How hh.ru tests job search

    I already shared a story about our experience with the use of artificial intelligence in search on hh.ru, and today I would like to dwell on measuring the quality of this search in more detail.

    For the search to work properly, a system of metrics is extremely important - local, A / B tests, queues at the prod, etc., and this system requires separate attention and resources. It is wrong to think that it’s enough just to gash a cool ML and fasten all these metrics with “tape”; it’s not enough to measure the quality of work of an already working system - it’s not so important whether it uses ML or is Lucene “out of the box”.

    We refused the old solutions in the search not because they seemed obsolete to us, or because ML is stylish, fashionable and youthful.

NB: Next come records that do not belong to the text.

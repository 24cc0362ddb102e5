use anyhow::{bail, Result};
use serde::{Deserialize, Serialize};
use std::time::Duration;
use tracing::info;

use super::VoiceDetector;

/// Tuning for Silero voice-activity detection
#[derive(Debug, Clone, Serialize, Deserialize)]
pub struct VadConfig {
    /// Speech probability threshold (0.0 to 1.0)
    pub activation_threshold: f32,

    /// Continuous silence required before a turn is considered finished
    pub min_silence_duration: Duration,

    /// Minimum speech length before the detector reports speech start
    pub min_speech_duration: Duration,

    /// Sample rate the detector expects, in Hz
    pub sample_rate: u32,
}

impl Default for VadConfig {
    fn default() -> Self {
        Self {
            activation_threshold: 0.5,                      // Balanced sensitivity
            min_silence_duration: Duration::from_millis(500), // 500ms silence = turn end
            min_speech_duration: Duration::from_millis(100), // 100ms to detect speech start
            sample_rate: 16000,
        }
    }
}

/// Silero VAD capability holder.
///
/// Detection itself runs inside the hosting media pipeline; this type pins
/// down the tuning the pipeline should run with.
pub struct SileroVad {
    config: VadConfig,
}

impl SileroVad {
    /// Validate tuning values and build the detector handle
    pub fn load(config: VadConfig) -> Result<Self> {
        if !(0.0..=1.0).contains(&config.activation_threshold) {
            bail!(
                "VAD activation threshold must be within 0.0..=1.0, got {}",
                config.activation_threshold
            );
        }
        if config.min_silence_duration.is_zero() {
            bail!("VAD minimum silence duration must be greater than zero");
        }
        if config.min_speech_duration.is_zero() {
            bail!("VAD minimum speech duration must be greater than zero");
        }
        if config.sample_rate != 8000 && config.sample_rate != 16000 {
            bail!(
                "Silero VAD supports 8000 Hz or 16000 Hz, got {}",
                config.sample_rate
            );
        }

        info!(
            "Loaded Silero VAD (threshold={}, min_silence={}ms, min_speech={}ms)",
            config.activation_threshold,
            config.min_silence_duration.as_millis(),
            config.min_speech_duration.as_millis()
        );

        Ok(Self { config })
    }
}

impl VoiceDetector for SileroVad {
    fn label(&self) -> &'static str {
        "silero"
    }

    fn config(&self) -> &VadConfig {
        &self.config
    }
}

The old search lacked local quality metrics by which it would be possible to measure the benefits of changes before they were launched into lengthy experiments; besides, it was not clear what to change and measure in order to organize the process of continuous improvement.

    When we began to build a search system on ML, we immediately provided for a system of local metrics. During the development process, we compared the quality of the new search in ML with the speed of the models predicting the likelihood of a response, with the quality of the old search by keywords, which only used the textual matching of the request and the vacancy. For this, we used the usual local metrics: MAP, NDCG, ROC-AUC. In addition, in the process, we expanded the number of metrics and cohorts in A / B tests and covered the new search with autotests. In this article I will talk about how we monitor the quality of our recommendation models - it is quite possible that the HeadHunter experience will be useful to you too, because, I repeat, it’s not that important whether your search is built on ML or not.

    Statistical tests


    First of all, we began to measure the quality of models using local MAP, NDCG, ROC-AUC metrics and noticed a significant improvement from the transition from keyword search to ML based search. This is explained by the fact that a traditional search based on Lucene or Sphinx is not able to predict the probabilities of target actions and to rank on it. For example, it does not know how to take into account the role of the salary indicated in the vacancy and in the resume of the applicant; It does not correlate key skills in resumes and job requirements, does not take into account semantic connections when comparing words. This can be seen on the search quality metrics, if we compare the speed of text matching in Lucene with the speed from models that are selected using ML and provide ranking and filtering by the probability of response and invitation:
    MetricsSearch by key. according toML search
    Area under the ROC curve0.6080.717
    Mean Average Precison0.3270.454
    NDCG0.525 0.577

    Values ​​of local metrics can predict product values ​​as well as how correctly these local metrics are measured. For example, when switching to splitting splits by time and user during cross-validation, the values ​​of metrics decreased, but they began to better predict future changes in A / B tests.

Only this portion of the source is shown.